2022 CRE Outlook
April 2022 | CPX Insights
We’re only a few months into 2022 and our overall outlook for CRE investment sales is one of cautious optimism. We expect to see a continuation of rental growth and sales volumes in the multifamily and manufactured housing investment markets. Retail investment volumes are off to the biggest start in history, surpassing 2019 record-setting numbers. Much remains to be seen for the office market, as companies explore the return to offices post-pandemic.
Despite eviction moratoriums and government-imposed restrictions on rent increases, the West Coast Multifamily sector continues to experience a hot market, thanks to competitive housing dynamics creating a favorable pro-renting environment.
While we predict strong rent growth for apartment building investments in 2022, the Federal Reserve's six anticipated rate hikes this year, and the potential for three more in 2023, may push cap rates higher in the latter part of the year and into 2023.
“Those who believe we are in for a long period of inflation might find it advantageous to buy now while debt is still attractive and rents rebound in urban markets”, notes Jason Kono, Multifamily Managing Partner at CPX. “Alternatively, those who have thought about selling should consider doing so while the cost of money is low, buyers can take advantage of maximum loan dollars and are forecasting large increases in rental rates.”
MANUFACTURED HOUSING OVERVIEW
Following a stellar year in 2021, manufactured housing continues to be the new darling of commercial real estate investments. “While other asset classes continued to struggle with rent collections and occupancy, manufactured housing, experienced its highest collection rates ever in 2021,” says Tyson Cross, Director of Manufactured Housing at CPX.
When 2021 cap rates continued to compress to all-time lows, and price-per-site was higher than it had ever been, the demand for manufactured homes and RV parks for sale continued to steadily increase driven by what some view as an untapped opportunity in the sector.
With demand at an all-time high, we expect to see another strong year of sales in 2022 as more investors are looking to diversify into the manufactured housing market.

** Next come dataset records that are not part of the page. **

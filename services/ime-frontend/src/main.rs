#![cfg_attr(target_os = "none", no_std)]
#![cfg_attr(target_os = "none", no_main)]


use gam::api::SetCanvasBoundsRequest;
use ime_plugin_api::ImefOpcode;

use core::convert::TryFrom;
use core::fmt::Write;

use log::{error, info};

use graphics_server::{Gid, Line, PixelColor, Point, Rectangle, TextBounds, TextView, DrawStyle};
use blitstr_ref as blitstr;
use heapless::Vec;
use heapless::consts::U32;
use core::pin::Pin;
use ime_plugin_api::{PredictionTriggers, PredictionPlugin, PredictionApi};

use rkyv::Unarchive;
use rkyv::archived_value;

/// max number of prediction options to track/render
const MAX_PREDICTION_OPTIONS: usize = 4;

struct InputTracker {
    /// connection for handling graphical update requests
    pub gam_conn: xous::CID,


    /// input area canvas, as given by the GAM
    input_canvas: Option<Gid>,
    /// prediction display area, as given by the GAM
    pred_canvas: Option<Gid>,

    /// our current prediction engine
    predictor: Option<PredictionPlugin>,
    /// cached copy of the predictor's triggers for predictions. Only valid if predictor is not None
    pred_triggers: Option<PredictionTriggers>,
    /// set if we're in a state where a backspace should trigger an unpredict
    can_unpick: bool, // note: untested as of Mar 7 2021
    /// the predictor string -- this is different from the input line, because it can be broken up by spaces and punctuatino
    pred_phrase: xous::String::<4096>, // note: untested as of Mar 7 2021
    /// character position of the last prediction trigger -- this is where the prediction overwrite starts
    /// if None, it means we were unable to determine the trigger (e.g., we went back and edited text manually)
    last_trigger_char: Option<usize>,

    /// track the progress of our input line
    line: xous::String::<4096>,
    /// length of the line in *characters*, not bytes (which is what .len() returns), used to index char_locs
    characters: usize,
    /// the insertion point, 0 is inserting characters before the first, 1 inserts characters after the first, etc.
    insertion: usize,
    /// last returned line height, which is used as a reference for growing the area when we run out of space
    last_height: u32,
    /// keep track if our box was grown
    was_grown: bool,

    /// render the predictions
    pred_options: [Option<xous::String::<4096>>; MAX_PREDICTION_OPTIONS],
}
fn delay(quantum: usize) {
    use utralib::{CSR, utra};
    // abuse the d11ctime timer to create some time-out like thing
    let mut d11c = CSR::new(utra::d11ctime::HW_D11CTIME_BASE as *mut u32);
    d11c.wfo(utra::d11ctime::CONTROL_COUNT, 333_333); // 1.0ms per interval
    let mut polarity = d11c.rf(utra::d11ctime::HEARTBEAT_BEAT);
    for _ in 0..quantum {
        while polarity == d11c.rf(utra::d11ctime::HEARTBEAT_BEAT) {}
        polarity = d11c.rf(utra::d11ctime::HEARTBEAT_BEAT);
    }
    // we have to split this because we don't know where we caught the previous interval
    if quantum == 1 {
        while polarity == d11c.rf(utra::d11ctime::HEARTBEAT_BEAT) {}
    }
}

fn get_status_request(this: &mut CorigineUsb, request_type: u8, index: u16) {
    let ep0_buf = unsafe {
        core::slice::from_raw_parts_mut(
            this.ep0_buf.load(Ordering::SeqCst) as *mut u8,
            CRG_UDC_EP0_REQBUFSIZE,
        )
    };

    let mut status_val: u32 = 0;
    let recipient = request_type & 0x1f;
    let ep_num = index & 0x7f;
    let ep_dir = if index & 0x80 != 0 { USB_SEND } else { USB_RECV };

    match recipient {
        USB_RECIP_DEVICE => {
            status_val |= 0x1;
            ep0_buf[0] = status_val as u8;
            this.ep0_send(ep0_buf.as_ptr() as usize, 2, 0);
        }
        USB_RECIP_INTERFACE => {
            ep0_buf[0] = 0;
            ep0_buf[1] = 0;
            this.ep0_send(ep0_buf.as_ptr() as usize, 2, 0);
        }
        USB_RECIP_ENDPOINT => {
            if this.is_halted(ep_num as u8, ep_dir) {
                ep0_buf[0] = 1;
                this.ep0_send(ep0_buf.as_ptr() as usize, 2, 0);
            } else {
                ep0_buf[0] = 0;
                this.ep0_send(ep0_buf.as_ptr() as usize, 2, 0);
            }
        }
        _ => {
            this.ep_halt(0, USB_RECV);
        }
    }
}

The retail investment market has not only accelerated but surpassed its record-setting levels of 2019. While NNN real estate investments kept the retail property investments market afloat for most of 2020 and 2021, that momentum has now carried over to multi-tenant investment sales beginning with a strong second half of 2021.
Retail real estate inventory levels for 2022 continue to look tight as triple net properties for sale under $3 million are scarce and typically receive multiple, often all-cash offers, within the first few weeks.
“The Federal Reserve's recent interest rate hike will likely have little to no impact on smaller NNN properties for sale given how many cash buyers are currently in the market,” says Lance Sasser, Senior Commercial Broker at CXP. “Some rate increase has already been factored into current debt pricing with secondary and tertiary unanchored centers being impacted first.”
Unlike retail, multifamily, and manufactured housing investments, the 2022 outlook for office remains murky. The pandemic obliterated the office market, reshaping many attitudes and beliefs previously held about remote working.
Today, one in three companies now favor making half or more of their workforce remote. A recent Gallup survey of 140,000 U.S. employees found that 42% said they would prefer their employers offer hybrid-work options compared to just 19% who would prefer to be back in the office full-time.
“It's still too early to tell how a post-pandemic hybrid work environment will impact office space, regardless of location”, notes Michael Kapnick, Senior Commercial Broker at CPX. “What we do know is buildings with small office spaces or buildings that can be demised into smaller workspaces are likely to provide better cash flow for those looking to invest in office property in a post-pandemic world.”
Our 2022 outlook for retail, multifamily, and manufactured housing real estate markets is one of continued growth and extreme competitiveness due to a lack of existing inventory and new construction. What will happen with the office market remains to be seen as employers are adjusting to new hybrid-work environments as employees re-enter the office.